§ **Try it**
How many of the lines below contain "ListQuery"? Reply with only that figure.

§ **Records supplied**
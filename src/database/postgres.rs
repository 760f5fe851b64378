use async_trait::async_trait;
use chrono::{DateTime, Utc};
use serde_json::{Map, Value};
use sqlx::{types::Json, FromRow, PgPool, Postgres, QueryBuilder};
use tracing::info;
use uuid::Uuid;

use crate::filter::{ListQuery, Predicate};

use super::store::{Document, DocumentStore, Page, StoreError};

const CREATE_DOCUMENTS_TABLE: &str = r#"
CREATE TABLE IF NOT EXISTS documents (
    collection TEXT NOT NULL,
    id UUID NOT NULL,
    body JSONB NOT NULL DEFAULT '{}'::jsonb,
    created_at TIMESTAMPTZ NOT NULL DEFAULT now(),
    updated_at TIMESTAMPTZ NOT NULL DEFAULT now(),
    PRIMARY KEY (collection, id)
)"#;

const CREATE_DOCUMENTS_INDEX: &str =
    "CREATE INDEX IF NOT EXISTS documents_collection_created ON documents (collection, created_at DESC)";

const COLUMNS: &str = "id, body, created_at, updated_at";

#[derive(Debug, FromRow)]
struct DocumentRow {
    id: Uuid,
    body: Json<Map<String, Value>>,
    created_at: DateTime<Utc>,
    updated_at: DateTime<Utc>,
}

impl From<DocumentRow> for Document {
    fn from(row: DocumentRow) -> Self {
        Document {
            id: row.id,
            body: row.body.0,
            created_at: row.created_at,
            updated_at: row.updated_at,
        }
    }
}

/// Documents held as JSONB rows in a single `documents` table
#[derive(Debug, Clone)]
pub struct PgDocumentStore {
    pool: PgPool,
}

impl PgDocumentStore {
    pub fn new(pool: PgPool) -> Self {
        Self { pool }
    }

    /// Create the backing table if it does not exist
    pub async fn ensure_schema(&self) -> Result<(), StoreError> {
        sqlx::query(CREATE_DOCUMENTS_TABLE).execute(&self.pool).await?;
        sqlx::query(CREATE_DOCUMENTS_INDEX).execute(&self.pool).await?;
        info!("Document table ready");
        Ok(())
    }
}

/// `<select> FROM documents WHERE collection = $1 AND <predicates>`
fn filtered<'a>(select: &str, collection: &'a str, predicates: &'a [Predicate]) -> QueryBuilder<'a, Postgres> {
    let mut qb = QueryBuilder::new(select);
    qb.push(" FROM documents WHERE collection = ");
    qb.push_bind(collection);
    for predicate in predicates {
        qb.push(" AND ");
        push_predicate(&mut qb, predicate);
    }
    qb
}

fn push_predicate<'a>(qb: &mut QueryBuilder<'a, Postgres>, predicate: &'a Predicate) {
    match predicate {
        Predicate::Equals { field, value } => {
            qb.push("body ->> ");
            qb.push_bind(field.as_str());
            qb.push(" = ");
            qb.push_bind(value.as_str());
        }
        Predicate::Contains { fields, needle } => {
            if fields.is_empty() {
                qb.push("FALSE");
                return;
            }
            let pattern = format!("%{}%", escape_like(needle));
            qb.push("(");
            for (i, field) in fields.iter().enumerate() {
                if i > 0 {
                    qb.push(" OR ");
                }
                qb.push("COALESCE(body ->> ");
                qb.push_bind(field.as_str());
                qb.push(", '') ILIKE ");
                qb.push_bind(pattern.clone());
            }
            qb.push(")");
        }
        Predicate::AtMostField { field, bound } => {
            // Casts only run once both values are known to be JSON numbers
            qb.push("CASE WHEN jsonb_typeof(body -> ");
            qb.push_bind(field.as_str());
            qb.push(") = 'number' AND jsonb_typeof(body -> ");
            qb.push_bind(bound.as_str());
            qb.push(") = 'number' THEN (body ->> ");
            qb.push_bind(field.as_str());
            qb.push(")::numeric <= (body ->> ");
            qb.push_bind(bound.as_str());
            qb.push(")::numeric ELSE FALSE END");
        }
    }
}

/// Escape ILIKE wildcards so the needle matches literally
fn escape_like(needle: &str) -> String {
    let mut out = String::with_capacity(needle.len());
    for c in needle.chars() {
        if matches!(c, '%' | '_' | '\\') {
            out.push('\\');
        }
        out.push(c);
    }
    out
}

#[async_trait]
impl DocumentStore for PgDocumentStore {
    async fn ping(&self) -> Result<(), StoreError> {
        sqlx::query("SELECT 1").execute(&self.pool).await?;
        Ok(())
    }

    async fn list(&self, collection: &str, query: &ListQuery) -> Result<Page, StoreError> {
        let total: i64 = filtered("SELECT COUNT(*)", collection, &query.predicates)
            .build_query_scalar::<i64>()
            .fetch_one(&self.pool)
            .await?;

        let mut qb = filtered(&format!("SELECT {}", COLUMNS), collection, &query.predicates);
        qb.push(" ORDER BY created_at DESC, id LIMIT ");
        qb.push_bind(i64::from(query.limit));
        qb.push(" OFFSET ");
        qb.push_bind(i64::try_from(query.offset).unwrap_or(i64::MAX));

        let rows = qb.build_query_as::<DocumentRow>().fetch_all(&self.pool).await?;

        Ok(Page {
            items: rows.into_iter().map(Document::from).collect(),
            total: total.max(0) as u64,
        })
    }

    async fn get(&self, collection: &str, id: Uuid) -> Result<Option<Document>, StoreError> {
        let sql = format!("SELECT {} FROM documents WHERE collection = $1 AND id = $2", COLUMNS);
        let row: Option<DocumentRow> = sqlx::query_as(&sql)
            .bind(collection)
            .bind(id)
            .fetch_optional(&self.pool)
            .await?;
        Ok(row.map(Document::from))
    }

    async fn insert(&self, collection: &str, body: Map<String, Value>) -> Result<Document, StoreError> {
        let sql = format!(
            "INSERT INTO documents (collection, id, body) VALUES ($1, $2, $3) RETURNING {}",
            COLUMNS
        );
        let row: DocumentRow = sqlx::query_as(&sql)
            .bind(collection)
            .bind(Uuid::new_v4())
            .bind(Json(body))
            .fetch_one(&self.pool)
            .await?;
        Ok(row.into())
    }

    async fn update(
        &self,
        collection: &str,
        id: Uuid,
        patch: Map<String, Value>,
    ) -> Result<Option<Document>, StoreError> {
        let sql = format!(
            "UPDATE documents SET body = body || $3, updated_at = now() \
             WHERE collection = $1 AND id = $2 RETURNING {}",
            COLUMNS
        );
        let row: Option<DocumentRow> = sqlx::query_as(&sql)
            .bind(collection)
            .bind(id)
            .bind(Json(patch))
            .fetch_optional(&self.pool)
            .await?;
        Ok(row.map(Document::from))
    }

    async fn delete(&self, collection: &str, id: Uuid) -> Result<bool, StoreError> {
        let result = sqlx::query("DELETE FROM documents WHERE collection = $1 AND id = $2")
            .bind(collection)
            .bind(id)
            .execute(&self.pool)
            .await?;
        Ok(result.rows_affected() > 0)
    }
}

§ **Your response**
2